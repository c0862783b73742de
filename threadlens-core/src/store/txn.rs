use std::sync::Arc;

use tracing::{debug, error, warn};

use crate::error::{ErrorKind, Severity, StructuredError};

use super::SqliteStore;

/// Transaction lifecycle state. Nested top-level transactions are not
/// supported; nesting happens through savepoints while `Active`.
#[derive(Debug, Clone, Copy, PartialEq, Eq)]
pub enum TxnState {
    Idle,
    Active,
}

/// Explicit begin/commit/rollback/savepoint state machine over the store.
///
/// The manager is the only component that issues transaction control
/// statements; read paths and the result cache never touch it.
#[derive(Debug)]
pub struct TransactionManager {
    store: Arc<SqliteStore>,
    state: TxnState,
    savepoints: Vec<String>,
}

impl TransactionManager {
    pub fn new(store: Arc<SqliteStore>) -> Self {
        Self {
            store,
            state: TxnState::Idle,
            savepoints: Vec::new(),
        }
    }

    pub fn state(&self) -> TxnState {
        self.state
    }

    pub fn savepoints(&self) -> &[String] {
        &self.savepoints
    }

    fn misuse(message: &str) -> StructuredError {
        StructuredError::new(ErrorKind::Transaction, message)
            .with_severity(Severity::Low)
            .with_retryable(false)
    }

    // Savepoint names are interpolated into SQL; restrict them to
    // identifier characters.
    fn validate_name(name: &str) -> crate::error::Result<()> {
        let valid = !name.is_empty()
            && name
                .chars()
                .all(|c| c.is_ascii_alphanumeric() || c == '_');
        if valid {
            Ok(())
        } else {
            Err(Self::misuse("invalid savepoint name"))
        }
    }

    pub async fn begin(&mut self) -> crate::error::Result<()> {
        if self.state == TxnState::Active {
            return Err(Self::misuse(
                "cannot start a transaction within a transaction",
            ));
        }
        self.store.execute_raw("BEGIN IMMEDIATE")?;
        self.state = TxnState::Active;
        debug!("transaction started");
        Ok(())
    }

    /// Commit the open transaction. If the engine-level commit fails, a
    /// rollback is attempted automatically so the caller never holds an
    /// ambiguous half-committed handle.
    pub async fn commit(&mut self) -> crate::error::Result<()> {
        if self.state == TxnState::Idle {
            return Err(Self::misuse("commit outside of a transaction"));
        }
        match self.store.execute_raw("COMMIT") {
            Ok(()) => {
                self.state = TxnState::Idle;
                self.savepoints.clear();
                debug!("transaction committed");
                Ok(())
            }
            Err(commit_err) => {
                warn!(error = %commit_err, "commit failed, attempting rollback");
                match self.store.execute_raw("ROLLBACK") {
                    Ok(()) => {
                        self.state = TxnState::Idle;
                        self.savepoints.clear();
                        Err(StructuredError::new(
                            ErrorKind::Transaction,
                            format!("commit failed and was rolled back: {}", commit_err.message),
                        )
                        .with_severity(Severity::High)
                        .with_recoverable(true))
                    }
                    Err(rollback_err) => Err(self.fatal_rollback_failure(&rollback_err)),
                }
            }
        }
    }

    /// Roll back the open transaction, returning to `Idle` and clearing the
    /// savepoint stack.
    pub async fn rollback(&mut self) -> crate::error::Result<()> {
        if self.state == TxnState::Idle {
            return Err(Self::misuse("rollback outside of a transaction"));
        }
        match self.store.execute_raw("ROLLBACK") {
            Ok(()) => {
                self.state = TxnState::Idle;
                self.savepoints.clear();
                debug!("transaction rolled back");
                Ok(())
            }
            Err(e) => Err(self.fatal_rollback_failure(&e)),
        }
    }

    /// Push a named savepoint onto the open transaction.
    pub async fn savepoint(&mut self, name: &str) -> crate::error::Result<()> {
        if self.state == TxnState::Idle {
            return Err(Self::misuse("savepoint outside of a transaction"));
        }
        Self::validate_name(name)?;
        self.store.execute_raw(&format!("SAVEPOINT {name}"))?;
        self.savepoints.push(name.to_string());
        Ok(())
    }

    /// Roll back to a named savepoint, popping every savepoint created after
    /// it while keeping the transaction open. An unknown name degrades to a
    /// full rollback.
    pub async fn rollback_to(&mut self, name: &str) -> crate::error::Result<()> {
        if self.state == TxnState::Idle {
            return Err(Self::misuse("rollback outside of a transaction"));
        }
        let Some(pos) = self.savepoints.iter().position(|s| s == name) else {
            warn!(savepoint = name, "unknown savepoint, rolling back fully");
            return self.rollback().await;
        };
        self.store.execute_raw(&format!("ROLLBACK TO {name}"))?;
        self.savepoints.truncate(pos + 1);
        Ok(())
    }

    /// A failed rollback leaves the session unusable: no further mutating
    /// operation may be attempted without reinitializing the store.
    fn fatal_rollback_failure(&mut self, cause: &StructuredError) -> StructuredError {
        error!(error = %cause, "rollback failed, session is unusable");
        self.state = TxnState::Idle;
        self.savepoints.clear();
        StructuredError::new(
            ErrorKind::Transaction,
            format!("rollback failed: {}", cause.message),
        )
        .with_severity(Severity::Critical)
        .with_recoverable(false)
        .with_retryable(false)
    }
}

#[cfg(test)]
mod tests {
    use super::*;

    fn manager() -> TransactionManager {
        TransactionManager::new(Arc::new(SqliteStore::in_memory().unwrap()))
    }

    #[tokio::test]
    async fn begin_commit_cycle() {
        let mut txn = manager();
        assert_eq!(txn.state(), TxnState::Idle);
        txn.begin().await.unwrap();
        assert_eq!(txn.state(), TxnState::Active);
        txn.commit().await.unwrap();
        assert_eq!(txn.state(), TxnState::Idle);
    }

    #[tokio::test]
    async fn begin_while_active_is_low_severity_misuse() {
        let mut txn = manager();
        txn.begin().await.unwrap();
        let err = txn.begin().await.unwrap_err();
        assert_eq!(err.kind, ErrorKind::Transaction);
        assert_eq!(err.severity, Severity::Low);
        assert!(!err.retryable);
        // The original transaction is still usable.
        assert_eq!(txn.state(), TxnState::Active);
        txn.commit().await.unwrap();
    }

    #[tokio::test]
    async fn commit_while_idle_fails() {
        let mut txn = manager();
        txn.begin().await.unwrap();
        txn.commit().await.unwrap();
        let err = txn.commit().await.unwrap_err();
        assert_eq!(err.kind, ErrorKind::Transaction);
        assert_eq!(err.severity, Severity::Low);
    }

    #[tokio::test]
    async fn rollback_while_idle_fails() {
        let mut txn = manager();
        let err = txn.rollback().await.unwrap_err();
        assert_eq!(err.kind, ErrorKind::Transaction);
        assert_eq!(err.severity, Severity::Low);
    }

    #[tokio::test]
    async fn savepoint_requires_active_transaction() {
        let mut txn = manager();
        let err = txn.savepoint("sp").await.unwrap_err();
        assert_eq!(err.kind, ErrorKind::Transaction);
    }

    #[tokio::test]
    async fn rollback_to_pops_later_savepoints_and_stays_active() {
        let mut txn = manager();
        txn.begin().await.unwrap();
        txn.savepoint("a").await.unwrap();
        txn.savepoint("b").await.unwrap();
        txn.rollback_to("a").await.unwrap();
        assert_eq!(txn.savepoints(), ["a"]);
        assert_eq!(txn.state(), TxnState::Active);
        txn.commit().await.unwrap();
    }

    #[tokio::test]
    async fn rollback_to_unknown_savepoint_rolls_back_fully() {
        let mut txn = manager();
        txn.begin().await.unwrap();
        txn.savepoint("a").await.unwrap();
        txn.rollback_to("nope").await.unwrap();
        assert_eq!(txn.state(), TxnState::Idle);
        assert!(txn.savepoints().is_empty());
    }

    #[tokio::test]
    async fn plain_rollback_clears_savepoint_stack() {
        let mut txn = manager();
        txn.begin().await.unwrap();
        txn.savepoint("a").await.unwrap();
        txn.savepoint("b").await.unwrap();
        txn.rollback().await.unwrap();
        assert_eq!(txn.state(), TxnState::Idle);
        assert!(txn.savepoints().is_empty());
    }

    #[tokio::test]
    async fn savepoint_names_are_validated() {
        let mut txn = manager();
        txn.begin().await.unwrap();
        let err = txn.savepoint("a; DROP TABLE posts").await.unwrap_err();
        assert_eq!(err.kind, ErrorKind::Transaction);
        assert_eq!(err.severity, Severity::Low);
        txn.rollback().await.unwrap();
    }

    #[tokio::test]
    async fn rollback_preserves_pre_transaction_data() {
        use crate::store::PostStore;
        use crate::types::Post;

        fn make_post(id: &str, score: i64) -> Post {
            Post {
                id: id.to_string(),
                title: format!("post {id}"),
                content: None,
                author: None,
                platform: "reddit".to_string(),
                source: "rust".to_string(),
                score,
                num_comments: 0,
                created_at: 1_700_000_000,
                url: String::new(),
            }
        }

        let store = Arc::new(SqliteStore::in_memory().unwrap());
        store.insert_chunk(&[make_post("keep", 1)]).await.unwrap();

        let mut txn = TransactionManager::new(Arc::clone(&store));
        txn.begin().await.unwrap();
        store.insert_chunk(&[make_post("drop", 2)]).await.unwrap();
        txn.rollback().await.unwrap();

        let stats = store.stats().await.unwrap();
        assert_eq!(stats.total_posts, 1);
    }
}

══════

■ **Problem description**
In the listing, find every line with the word "open" and return it.

■ **Task solution**
    /// Commit the open transaction. If the engine-level commit fails, a
    /// Roll back the open transaction, returning to `Idle` and clearing the
    /// Push a named savepoint onto the open transaction.
    /// it while keeping the transaction open. An unknown name degrades to a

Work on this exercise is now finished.